Show all lines from the listing below that contain "usize".

══ Data records

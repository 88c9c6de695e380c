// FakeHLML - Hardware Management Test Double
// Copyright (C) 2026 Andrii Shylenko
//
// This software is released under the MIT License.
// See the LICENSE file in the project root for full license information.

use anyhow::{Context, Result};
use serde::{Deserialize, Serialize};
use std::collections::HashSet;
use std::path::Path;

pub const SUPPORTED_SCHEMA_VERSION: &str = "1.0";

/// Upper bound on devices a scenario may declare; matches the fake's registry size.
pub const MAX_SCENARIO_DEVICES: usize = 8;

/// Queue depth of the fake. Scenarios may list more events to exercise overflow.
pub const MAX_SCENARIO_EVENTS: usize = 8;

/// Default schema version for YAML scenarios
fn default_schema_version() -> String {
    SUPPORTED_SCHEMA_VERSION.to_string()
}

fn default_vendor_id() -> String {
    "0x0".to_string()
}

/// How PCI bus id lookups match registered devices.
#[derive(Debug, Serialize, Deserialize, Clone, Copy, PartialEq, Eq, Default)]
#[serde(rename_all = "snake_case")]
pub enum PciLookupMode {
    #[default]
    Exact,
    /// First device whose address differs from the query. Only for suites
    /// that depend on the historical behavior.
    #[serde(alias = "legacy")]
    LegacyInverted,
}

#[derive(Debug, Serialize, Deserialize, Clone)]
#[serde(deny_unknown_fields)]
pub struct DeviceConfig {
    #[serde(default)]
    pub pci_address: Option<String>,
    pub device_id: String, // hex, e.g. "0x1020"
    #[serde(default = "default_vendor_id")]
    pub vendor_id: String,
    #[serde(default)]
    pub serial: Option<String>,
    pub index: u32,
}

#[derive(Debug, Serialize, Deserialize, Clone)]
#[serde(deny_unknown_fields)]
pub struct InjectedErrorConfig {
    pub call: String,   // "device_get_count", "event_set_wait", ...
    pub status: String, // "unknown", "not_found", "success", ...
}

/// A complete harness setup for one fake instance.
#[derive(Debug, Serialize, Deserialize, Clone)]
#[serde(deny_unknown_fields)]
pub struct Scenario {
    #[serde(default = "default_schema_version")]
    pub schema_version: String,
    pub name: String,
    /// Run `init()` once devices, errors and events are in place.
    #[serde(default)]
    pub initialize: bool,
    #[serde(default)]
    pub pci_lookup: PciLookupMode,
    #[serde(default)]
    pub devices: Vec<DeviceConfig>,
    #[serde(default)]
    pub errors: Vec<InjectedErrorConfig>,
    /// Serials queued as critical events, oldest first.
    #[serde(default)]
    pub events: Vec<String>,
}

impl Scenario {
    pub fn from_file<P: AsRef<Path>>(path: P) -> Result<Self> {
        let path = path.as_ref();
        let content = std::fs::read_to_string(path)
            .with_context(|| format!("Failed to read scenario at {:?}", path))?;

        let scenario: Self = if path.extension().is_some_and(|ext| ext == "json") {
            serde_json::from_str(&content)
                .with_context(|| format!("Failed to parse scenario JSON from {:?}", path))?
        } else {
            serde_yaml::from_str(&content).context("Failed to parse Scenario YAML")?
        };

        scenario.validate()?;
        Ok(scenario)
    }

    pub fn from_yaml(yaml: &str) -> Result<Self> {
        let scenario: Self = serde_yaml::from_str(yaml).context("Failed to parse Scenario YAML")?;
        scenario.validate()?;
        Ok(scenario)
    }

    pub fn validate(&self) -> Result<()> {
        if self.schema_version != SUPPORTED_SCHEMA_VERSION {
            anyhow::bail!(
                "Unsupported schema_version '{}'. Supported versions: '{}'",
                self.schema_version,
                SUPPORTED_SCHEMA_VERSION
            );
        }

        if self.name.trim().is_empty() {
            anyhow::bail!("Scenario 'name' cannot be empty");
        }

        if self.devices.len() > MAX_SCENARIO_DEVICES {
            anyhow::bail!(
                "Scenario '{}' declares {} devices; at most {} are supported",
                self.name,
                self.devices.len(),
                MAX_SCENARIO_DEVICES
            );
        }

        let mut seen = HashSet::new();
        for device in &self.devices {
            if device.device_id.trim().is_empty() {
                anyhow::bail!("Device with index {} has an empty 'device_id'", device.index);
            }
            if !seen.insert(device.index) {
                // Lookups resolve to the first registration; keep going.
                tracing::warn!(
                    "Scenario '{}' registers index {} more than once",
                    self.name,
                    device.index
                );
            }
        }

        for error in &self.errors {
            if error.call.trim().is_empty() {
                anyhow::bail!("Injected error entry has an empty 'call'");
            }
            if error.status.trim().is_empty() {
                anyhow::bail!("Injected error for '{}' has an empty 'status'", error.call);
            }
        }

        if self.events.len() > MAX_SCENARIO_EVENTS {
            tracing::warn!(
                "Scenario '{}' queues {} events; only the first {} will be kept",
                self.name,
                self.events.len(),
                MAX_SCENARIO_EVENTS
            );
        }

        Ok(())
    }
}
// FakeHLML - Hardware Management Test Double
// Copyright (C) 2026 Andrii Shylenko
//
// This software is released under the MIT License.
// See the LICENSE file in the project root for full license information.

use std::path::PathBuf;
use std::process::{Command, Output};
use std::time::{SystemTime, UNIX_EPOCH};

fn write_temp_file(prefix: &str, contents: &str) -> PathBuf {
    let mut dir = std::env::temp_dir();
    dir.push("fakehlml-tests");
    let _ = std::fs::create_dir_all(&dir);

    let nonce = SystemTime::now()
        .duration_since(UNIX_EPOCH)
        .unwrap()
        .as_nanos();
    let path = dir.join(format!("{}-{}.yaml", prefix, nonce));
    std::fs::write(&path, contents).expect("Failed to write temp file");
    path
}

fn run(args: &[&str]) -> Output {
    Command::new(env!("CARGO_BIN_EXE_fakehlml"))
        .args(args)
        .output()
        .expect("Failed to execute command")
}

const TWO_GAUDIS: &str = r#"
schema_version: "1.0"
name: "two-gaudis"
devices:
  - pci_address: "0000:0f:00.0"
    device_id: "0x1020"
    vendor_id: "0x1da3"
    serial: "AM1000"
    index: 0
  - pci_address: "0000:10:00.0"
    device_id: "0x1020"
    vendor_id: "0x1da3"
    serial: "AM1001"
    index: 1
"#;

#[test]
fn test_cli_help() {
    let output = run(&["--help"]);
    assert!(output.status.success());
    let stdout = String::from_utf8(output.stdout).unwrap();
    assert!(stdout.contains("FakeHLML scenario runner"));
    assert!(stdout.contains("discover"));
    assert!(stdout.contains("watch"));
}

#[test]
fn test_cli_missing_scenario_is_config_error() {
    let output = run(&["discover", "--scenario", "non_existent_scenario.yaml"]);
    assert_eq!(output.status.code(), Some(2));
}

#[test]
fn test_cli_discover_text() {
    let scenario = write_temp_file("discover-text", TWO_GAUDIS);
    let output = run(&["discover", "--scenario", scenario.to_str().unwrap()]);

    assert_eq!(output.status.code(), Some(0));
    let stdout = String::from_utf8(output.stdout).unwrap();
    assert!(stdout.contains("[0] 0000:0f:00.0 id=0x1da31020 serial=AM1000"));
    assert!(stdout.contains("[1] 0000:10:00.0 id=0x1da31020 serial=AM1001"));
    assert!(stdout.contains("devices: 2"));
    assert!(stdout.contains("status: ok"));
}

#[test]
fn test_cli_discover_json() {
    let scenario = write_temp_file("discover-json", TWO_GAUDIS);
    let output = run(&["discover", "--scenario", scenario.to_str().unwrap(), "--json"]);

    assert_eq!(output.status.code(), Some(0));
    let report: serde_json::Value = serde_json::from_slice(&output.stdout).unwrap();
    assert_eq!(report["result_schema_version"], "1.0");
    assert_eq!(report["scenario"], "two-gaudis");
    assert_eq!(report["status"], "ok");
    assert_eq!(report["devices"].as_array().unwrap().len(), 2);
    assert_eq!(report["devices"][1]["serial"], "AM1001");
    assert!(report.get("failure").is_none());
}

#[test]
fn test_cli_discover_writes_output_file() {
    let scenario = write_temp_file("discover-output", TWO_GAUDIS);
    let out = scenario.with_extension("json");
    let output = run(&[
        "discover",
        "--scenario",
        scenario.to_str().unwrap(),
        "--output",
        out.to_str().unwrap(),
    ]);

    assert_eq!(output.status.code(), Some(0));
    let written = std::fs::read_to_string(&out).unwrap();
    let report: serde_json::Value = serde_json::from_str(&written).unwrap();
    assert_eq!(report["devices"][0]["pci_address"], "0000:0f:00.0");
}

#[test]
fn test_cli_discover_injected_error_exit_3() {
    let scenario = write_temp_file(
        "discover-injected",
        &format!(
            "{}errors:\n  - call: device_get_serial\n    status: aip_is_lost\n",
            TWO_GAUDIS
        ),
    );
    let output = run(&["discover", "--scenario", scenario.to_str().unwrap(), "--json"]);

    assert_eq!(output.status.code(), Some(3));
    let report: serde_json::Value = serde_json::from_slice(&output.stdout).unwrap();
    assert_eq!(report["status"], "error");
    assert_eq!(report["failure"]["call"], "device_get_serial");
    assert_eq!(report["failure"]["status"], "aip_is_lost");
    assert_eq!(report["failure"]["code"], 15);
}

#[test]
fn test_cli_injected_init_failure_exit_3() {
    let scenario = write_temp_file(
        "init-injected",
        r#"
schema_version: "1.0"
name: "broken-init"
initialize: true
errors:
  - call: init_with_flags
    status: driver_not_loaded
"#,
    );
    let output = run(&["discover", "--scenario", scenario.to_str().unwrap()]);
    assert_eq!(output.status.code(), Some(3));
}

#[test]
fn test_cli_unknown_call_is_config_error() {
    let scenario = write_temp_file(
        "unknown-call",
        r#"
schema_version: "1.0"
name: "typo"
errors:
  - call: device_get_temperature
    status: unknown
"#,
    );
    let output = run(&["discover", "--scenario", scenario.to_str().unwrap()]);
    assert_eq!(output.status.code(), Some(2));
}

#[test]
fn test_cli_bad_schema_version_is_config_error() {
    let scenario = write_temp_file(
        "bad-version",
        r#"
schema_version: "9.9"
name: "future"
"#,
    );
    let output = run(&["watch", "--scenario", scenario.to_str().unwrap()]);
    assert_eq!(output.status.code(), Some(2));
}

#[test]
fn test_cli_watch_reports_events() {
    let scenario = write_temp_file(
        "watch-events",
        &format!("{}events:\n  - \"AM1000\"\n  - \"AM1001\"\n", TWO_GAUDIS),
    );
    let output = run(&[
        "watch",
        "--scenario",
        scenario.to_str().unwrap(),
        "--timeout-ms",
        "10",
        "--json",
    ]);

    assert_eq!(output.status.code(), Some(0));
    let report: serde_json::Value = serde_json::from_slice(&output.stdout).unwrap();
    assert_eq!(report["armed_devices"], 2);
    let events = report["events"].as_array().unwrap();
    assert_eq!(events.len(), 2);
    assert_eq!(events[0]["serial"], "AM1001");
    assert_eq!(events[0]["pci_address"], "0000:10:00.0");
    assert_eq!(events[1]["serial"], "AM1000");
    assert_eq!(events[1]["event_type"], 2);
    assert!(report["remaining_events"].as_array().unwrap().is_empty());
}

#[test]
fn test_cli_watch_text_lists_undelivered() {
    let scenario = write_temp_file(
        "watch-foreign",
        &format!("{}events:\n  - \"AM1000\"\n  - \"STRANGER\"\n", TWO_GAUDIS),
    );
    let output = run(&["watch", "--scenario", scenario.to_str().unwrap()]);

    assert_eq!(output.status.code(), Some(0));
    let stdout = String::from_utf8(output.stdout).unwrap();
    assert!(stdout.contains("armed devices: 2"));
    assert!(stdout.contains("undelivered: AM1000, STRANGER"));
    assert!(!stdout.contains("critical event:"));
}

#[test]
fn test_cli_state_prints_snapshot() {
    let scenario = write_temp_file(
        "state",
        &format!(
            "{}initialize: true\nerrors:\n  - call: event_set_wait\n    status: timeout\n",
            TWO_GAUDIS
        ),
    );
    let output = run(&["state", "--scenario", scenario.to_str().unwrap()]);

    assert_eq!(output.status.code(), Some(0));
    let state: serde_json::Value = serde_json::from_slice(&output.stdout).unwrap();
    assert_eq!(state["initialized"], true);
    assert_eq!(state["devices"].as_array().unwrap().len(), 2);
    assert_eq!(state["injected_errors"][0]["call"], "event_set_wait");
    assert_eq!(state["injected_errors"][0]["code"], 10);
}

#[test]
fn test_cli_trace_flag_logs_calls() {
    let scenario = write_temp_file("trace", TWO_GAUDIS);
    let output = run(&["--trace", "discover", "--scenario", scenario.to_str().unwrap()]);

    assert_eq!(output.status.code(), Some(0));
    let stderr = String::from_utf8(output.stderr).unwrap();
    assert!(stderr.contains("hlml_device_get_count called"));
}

════

Your response:
pub const MAX_SCENARIO_DEVICES: usize = 8;
pub const MAX_SCENARIO_EVENTS: usize = 8;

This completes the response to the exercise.